My mom would comment that the butterflies were her reminders from Jesus that she could keep going. This usually made me giggle, but then after she went home and I carried on alone I saw butterflies and they made me think of her. I guess that is a kind of divine power—transporting people across continents and oceans with the simple brush of a butterfly wing.
People often compare the experience of finding God to being “born again” like the life cycle of a butterfly. From a horrible ugly caterpillar into the chrysalis and born again into new life as a beautiful butterfly.
(I can’t even write the phrase “beautiful butterfly” without hearing the voice of the caterpillar from A Bug’s Life when he puts the fake wings on and says, “I’m a beautiful butterfly.” It makes me smile.)
I haven’t experienced anything like “caterpillar into chrysalis; out as butterfly” in my spiritual journey. I find myself always in a process of death and rebirth, growing and changing, constantly evolving, discovery then unlearning. I can’t look back at previous iterations of myself and scoff at what a gross, ugly caterpillar I was.
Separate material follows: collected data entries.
use std::path::Path;

use fl_install::{ClientLanguage, GameInstall, Repository};
use tracing::{info, instrument, warn};

use crate::errors::{LauncherError, Result};
use crate::models::{LoginResult, LoginState};

/// Ordered `key=value` arguments handed to the game process
#[derive(Debug, Clone, Default, PartialEq, Eq)]
pub struct LaunchArguments {
    entries: Vec<(String, String)>,
}

impl LaunchArguments {
    pub fn new() -> Self {
        Self::default()
    }

    pub fn append(&mut self, key: impl Into<String>, value: impl Into<String>) -> &mut Self {
        self.entries.push((key.into(), value.into()));
        self
    }

    pub fn get(&self, key: &str) -> Option<&str> {
        self.entries
            .iter()
            .find(|(k, _)| k == key)
            .map(|(_, v)| v.as_str())
    }

    pub fn entries(&self) -> &[(String, String)] {
        &self.entries
    }
}

/// Options the caller controls when building game arguments
#[derive(Debug, Clone, Default)]
pub struct LaunchOptions {
    pub language: ClientLanguage,
    pub platform_login: bool,
    /// Extra `key=value` pairs; malformed items are skipped
    pub additional_arguments: Vec<String>,
}

/// Starts the game process; argument encryption is the runner's business
#[async_trait::async_trait]
pub trait GameRunner: Send + Sync {
    /// Start `executable` and return its process id
    async fn start(&self, executable: &Path, arguments: &LaunchArguments) -> anyhow::Result<u32>;
}

/// Build the flat argument set for a logged-in session
pub async fn build_launch_arguments(
    login: &LoginResult,
    install: &GameInstall,
    options: &LaunchOptions,
) -> Result<LaunchArguments> {
    let oauth = login.oauth_login.as_ref().ok_or_else(|| {
        LauncherError::InvalidRequest("Cannot build launch arguments without a login".to_string())
    })?;
    let unique_id = login.unique_id.as_deref().ok_or_else(|| {
        LauncherError::InvalidRequest("Cannot build launch arguments without a unique id".to_string())
    })?;

    let game_version = install.version(Repository::Game).await?;

    let mut arguments = LaunchArguments::new();
    arguments
        .append("DEV.DataPathType", "1")
        .append("DEV.MaxEntitledExpansionID", oauth.max_expansion.to_string())
        .append("DEV.TestSID", unique_id)
        .append("DEV.UseSqPack", "1")
        .append("SYS.Region", oauth.region.to_string())
        .append("language", options.language.game_id().to_string())
        .append("ver", game_version);

    if options.platform_login {
        arguments.append("IsSteam", "1");
    }

    for extra in &options.additional_arguments {
        match extra.split_once('=') {
            Some((key, value)) if !key.trim().is_empty() => {
                arguments.append(key.trim(), value.trim());
            }
            _ => warn!("Ignoring malformed launch argument {:?}", extra),
        }
    }

    Ok(arguments)
}

/// Start the game for a successful login through `runner`
#[instrument(skip(login, install, options, runner))]
pub async fn launch_game(
    login: &LoginResult,
    install: &GameInstall,
    options: &LaunchOptions,
    runner: &dyn GameRunner,
) -> Result<u32> {
    if login.state != LoginState::Ok {
        return Err(LauncherError::InvalidRequest(format!(
            "Cannot launch while login state is {:?}",
            login.state
        )));
    }

    let executable = install.game_executable().await?;
    let arguments = build_launch_arguments(login, install, options).await?;

    let pid = runner
        .start(&executable, &arguments)
        .await
        .map_err(LauncherError::Runner)?;

    info!(pid, "Game process started");
    Ok(pid)
}
use std::path::PathBuf;

use fl_install::InstallError;
use thiserror::Error;

/// Launcher login and version negotiation error types
#[derive(Error, Debug)]
pub enum LauncherError {
    #[error("Network error: {0}")]
    Network(#[from] reqwest::Error),

    #[error("HTTP error {status}: {body_snippet}")]
    Http {
        status: reqwest::StatusCode,
        body_snippet: String,
    },

    #[error("Platform session could not be initialized")]
    PlatformInitFailed,

    #[error("Platform session is not logged in")]
    PlatformNotLoggedIn,

    #[error("Platform session did not hand out an auth ticket")]
    PlatformTicketUnavailable,

    #[error("Account must be linked to the platform account before logging in")]
    PlatformLinkRequired,

    #[error("Platform account is linked to '{linked}', not '{requested}'")]
    PlatformAccountMismatch { requested: String, linked: String },

    #[error("Unexpected response shape: {message}")]
    ProtocolViolation { message: String, body: String },

    #[error("Login rejected - credentials invalid or reply not understood")]
    CredentialsRejected { body: String },

    #[error("Version check precondition failed: {0}")]
    VersionCheckPrecondition(#[from] PreconditionError),

    #[error("Game executable not present at '{0}'")]
    ExecutableMissing(PathBuf),

    #[error("Local installation error: {0}")]
    Install(#[source] InstallError),

    #[error("Unique id cache error: {0}")]
    Cache(String),

    #[error("Game runner failed: {0}")]
    Runner(#[source] anyhow::Error),

    #[error("I/O error: {0}")]
    Io(#[from] std::io::Error),

    #[error("JSON serialization/deserialization error: {0}")]
    Serde(#[from] serde_json::Error),

    #[error("URL parse error: {0}")]
    UrlParse(#[from] url::ParseError),

    #[error("Invalid request: {0}")]
    InvalidRequest(String),
}

/// Reasons a version negotiation refused to start
#[derive(Error, Debug, Clone, PartialEq, Eq)]
pub enum PreconditionError {
    #[error("no OAuth login result available")]
    MissingOauthLogin,

    #[error("version file for {repository} is malformed: '{version}'")]
    InvalidVersionFiles { repository: String, version: String },
}

impl LauncherError {
    pub(crate) fn protocol(message: impl Into<String>, body: impl Into<String>) -> Self {
        Self::ProtocolViolation {
            message: message.into(),
            body: body.into(),
        }
    }
}

impl From<InstallError> for LauncherError {
    fn from(err: InstallError) -> Self {
        match err {
            InstallError::InvalidVersionFile {
                repository,
                version,
            } => PreconditionError::InvalidVersionFiles {
                repository: repository.to_string(),
                version,
            }
            .into(),
            InstallError::ExecutableMissing { path } => Self::ExecutableMissing(path),
            other => Self::Install(other),
        }
    }
}

pub type Result<T> = std::result::Result<T, LauncherError>;
//! Deterministic in-process media engine.
//!
//! Every outcome is scripted by the caller: subscribe calls can succeed with
//! a given data quality, fail with a status, or be held until resolved by
//! hand. Subscriptions, renderers and time shifts expose setters for the
//! signals a real engine would raise on its own.

mod engine;
mod renderer;

pub use engine::{SimulatedEngine, SimulatedSubscription, SimulatedTrack, SubscribeScript};
pub use renderer::{SimulatedRenderer, SimulatedTimeShift, TransportCall};
//! Per-member connection state machine.
//!
//! [`MemberSubscriptionController`] is a handle to an actor task that owns a
//! [`MemberSubscriptionService`], the confirmed live set and the away
//! watchdog. Every engine callback is forwarded onto the actor's queue, so
//! state is only ever touched from one place.

use std::collections::HashMap;
use std::sync::atomic::{AtomicBool, Ordering};
use std::sync::{Arc, Weak};
use std::time::Duration;

use crossbeam_channel::Sender;
use parking_lot::Mutex;
use tokio::sync::{mpsc, watch};
use tokio::task::JoinHandle;
use tracing::{debug, info, warn};
use uuid::Uuid;

use memberlink_core::{
    BandwidthTarget, ConnectionState, DataQuality, MediaKind, MemberEvent, MemberId,
    StreamCandidate, StreamEndedReason, StreamToken, SubscriptionConfig, Watchdog,
};
use memberlink_engine::{MediaEngine, VideoSink};

use crate::live::LiveSubscription;
use crate::service::{
    MemberSubscriptionService, ServiceMsg, ServicePoster, SubscribeDecision,
    SubscriptionFailure, SubscriptionServiceDelegate,
};

/// How a member's streams should be received.
#[derive(Clone)]
pub struct MemberOptions {
    /// The member is the local participant; nothing is subscribed.
    pub is_self: bool,
    pub receive_audio: bool,
    pub receive_video: bool,
    /// Sink started on video renderers once a live set is confirmed.
    pub video_sink: Option<Arc<dyn VideoSink>>,
}

impl Default for MemberOptions {
    fn default() -> Self {
        Self {
            is_self: false,
            receive_audio: true,
            receive_video: true,
            video_sink: None,
        }
    }
}

impl MemberOptions {
    fn wants(&self, token: &StreamToken) -> bool {
        match token {
            StreamToken::Audio(_) => self.receive_audio,
            StreamToken::Video(_) => self.receive_video,
            StreamToken::Universal(_) => self.receive_audio || self.receive_video,
        }
    }
}

enum Msg {
    SubscribeStreams(Vec<StreamCandidate>),
    SetMediaEnabled { kind: MediaKind, enabled: bool },
    SetBandwidthLimit(Option<u64>),
    AttachTimeShift(Weak<dyn BandwidthTarget>),
    Service(ServiceMsg),
    LiveQuality {
        epoch: u64,
        id: Uuid,
        quality: DataQuality,
    },
    LiveStreamEnded {
        epoch: u64,
        id: Uuid,
        reason: StreamEndedReason,
    },
    AwayTimeout { watchdog: u64 },
    Dispose,
}

/// Handle to a member's subscription actor.
pub struct MemberSubscriptionController {
    member: MemberId,
    tx: mpsc::UnboundedSender<Msg>,
    state: watch::Receiver<ConnectionState>,
    subscriptions: watch::Receiver<Vec<LiveSubscription>>,
    task: Mutex<Option<JoinHandle<()>>>,
    disposed: AtomicBool,
}

impl MemberSubscriptionController {
    /// Spawn the actor for `member`. Must be called from within a tokio runtime.
    pub fn spawn(
        member: MemberId,
        engine: Arc<dyn MediaEngine>,
        options: MemberOptions,
        config: &SubscriptionConfig,
        events: Sender<MemberEvent>,
    ) -> Self {
        let (tx, rx) = mpsc::unbounded_channel();
        let (state_tx, state) = watch::channel(ConnectionState::Pending);
        let (live_tx, subscriptions) = watch::channel(Vec::new());

        let service_tx = tx.clone();
        let post: ServicePoster = Arc::new(move |msg| {
            let _ = service_tx.send(Msg::Service(msg));
        });

        let actor = MemberActor {
            service: MemberSubscriptionService::new(member.clone(), engine, config, post),
            member: MemberState {
                member: member.clone(),
                audio_enabled: true,
                video_enabled: true,
                options,
                bandwidth_limit: None,
                time_shift: None,
                tx: tx.clone(),
                live: Vec::new(),
                live_quality: HashMap::new(),
                live_epoch: 0,
                live_monitors: Vec::new(),
                state: ConnectionState::Pending,
                state_tx,
                live_tx,
                events,
                away: Watchdog::new("away"),
                away_timeout: config.away_timeout(),
            },
        };

        info!(member = %member, "Member subscription controller started");
        let task = tokio::spawn(actor.run(rx));

        Self {
            member,
            tx,
            state,
            subscriptions,
            task: Mutex::new(Some(task)),
            disposed: AtomicBool::new(false),
        }
    }

    pub fn member(&self) -> &MemberId {
        &self.member
    }

    /// Push the member's current stream list. An empty list removes the member.
    pub fn subscribe_streams(&self, streams: Vec<StreamCandidate>) {
        self.send(Msg::SubscribeStreams(streams));
    }

    /// Whether the member currently publishes media of `kind`.
    pub fn set_media_enabled(&self, kind: MediaKind, enabled: bool) {
        self.send(Msg::SetMediaEnabled { kind, enabled });
    }

    pub fn set_bandwidth_limit(&self, bits_per_second: Option<u64>) {
        self.send(Msg::SetBandwidthLimit(bits_per_second));
    }

    /// Forward bandwidth limits to a time shift for as long as it lives.
    pub fn attach_time_shift(&self, target: Weak<dyn BandwidthTarget>) {
        self.send(Msg::AttachTimeShift(target));
    }

    pub fn connection_state(&self) -> ConnectionState {
        *self.state.borrow()
    }

    pub fn watch_connection_state(&self) -> watch::Receiver<ConnectionState> {
        self.state.clone()
    }

    pub fn live_subscriptions(&self) -> Vec<LiveSubscription> {
        self.subscriptions.borrow().clone()
    }

    pub fn watch_live_subscriptions(&self) -> watch::Receiver<Vec<LiveSubscription>> {
        self.subscriptions.clone()
    }

    /// Tear down subscriptions, watchdogs and the actor. Later calls are no-ops.
    pub fn dispose(&self) {
        if self.disposed.swap(true, Ordering::SeqCst) {
            return;
        }
        debug!(member = %self.member, "Disposing member subscription controller");
        let _ = self.tx.send(Msg::Dispose);
    }

    /// Dispose and wait for the actor to finish.
    pub async fn shutdown(&self) {
        self.dispose();
        let task = self.task.lock().take();
        if let Some(task) = task {
            if let Err(e) = task.await {
                warn!(member = %self.member, "Member actor ended abnormally: {}", e);
            }
        }
    }

    fn send(&self, msg: Msg) {
        if self.disposed.load(Ordering::SeqCst) || self.tx.send(msg).is_err() {
            debug!(member = %self.member, "Ignoring request on disposed controller");
        }
    }
}

impl Drop for MemberSubscriptionController {
    fn drop(&mut self) {
        self.dispose();
    }
}

struct MemberActor {
    service: MemberSubscriptionService,
    member: MemberState,
}

impl MemberActor {
    async fn run(mut self, mut rx: mpsc::UnboundedReceiver<Msg>) {
        while let Some(msg) = rx.recv().await {
            if !self.handle(msg) {
                break;
            }
        }
        self.member.drop_live();
        self.member.away.cancel();
        self.service.reset();
        info!(member = %self.member.member, "Member subscription controller stopped");
    }

    /// Returns false once the actor should stop.
    fn handle(&mut self, msg: Msg) -> bool {
        match msg {
            Msg::SubscribeStreams(streams) => self.subscribe_streams(streams),
            Msg::SetMediaEnabled { kind, enabled } => {
                match kind {
                    MediaKind::Audio => self.member.audio_enabled = enabled,
                    MediaKind::Video => self.member.video_enabled = enabled,
                }
                debug!(member = %self.member.member, kind = kind.name(), enabled, "Media kind toggled");
                self.member.evaluate_quality();
            }
            Msg::SetBandwidthLimit(limit) => self.member.set_bandwidth_limit(limit),
            Msg::AttachTimeShift(target) => {
                if let (Some(limit), Some(time_shift)) = (self.member.bandwidth_limit, target.upgrade())
                {
                    time_shift.limit_bandwidth(Some(limit));
                }
                self.member.time_shift = Some(target);
            }
            Msg::Service(msg) => self.service.handle(msg, &mut self.member),
            Msg::LiveQuality { epoch, id, quality } => {
                self.member.on_live_quality(epoch, id, quality)
            }
            Msg::LiveStreamEnded { epoch, id, reason } => {
                if self.member.is_live(epoch, id) {
                    info!(member = %self.member.member, %reason, "Live stream ended");
                    self.resubscribe();
                }
            }
            Msg::AwayTimeout { watchdog } => {
                if self.member.away.take_fired(watchdog)
                    && self.member.state == ConnectionState::Away
                {
                    info!(member = %self.member.member, "Member stayed away too long");
                    self.resubscribe();
                }
            }
            Msg::Dispose => return false,
        }
        true
    }

    fn subscribe_streams(&mut self, streams: Vec<StreamCandidate>) {
        if streams.is_empty() {
            self.member.drop_live();
            self.member.away.cancel();
            self.service.reset();
            self.member.set_connection_state(ConnectionState::Removed);
            return;
        }

        if streams.as_slice() != self.service.streams() {
            self.member.drop_live();
            self.member.away.cancel();
            self.member.set_connection_state(ConnectionState::Pending);
        }
        self.service.subscribe_streams(streams, &mut self.member);
    }

    fn resubscribe(&mut self) {
        self.member.drop_live();
        self.member.away.cancel();
        self.member.set_connection_state(ConnectionState::Pending);
        self.service.restart(&mut self.member);
    }
}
In each season, I was doing the best I knew how. I don’t imagine that I’ve somehow arrived and am now a fully-formed butterfly with an elaborate design. I was never the worst and I’m not the best now. I haven’t transcended into a superior being and I was never the worst possible version of a human being either. There isn’t a linear self-improvement plan. I’ve matured, sure. I’ve learned and experienced some life, but nothing happens overnight and life isn’t a story of one transformation. We live a series of lessons and transformation and struggle and payoff. Over and over and over.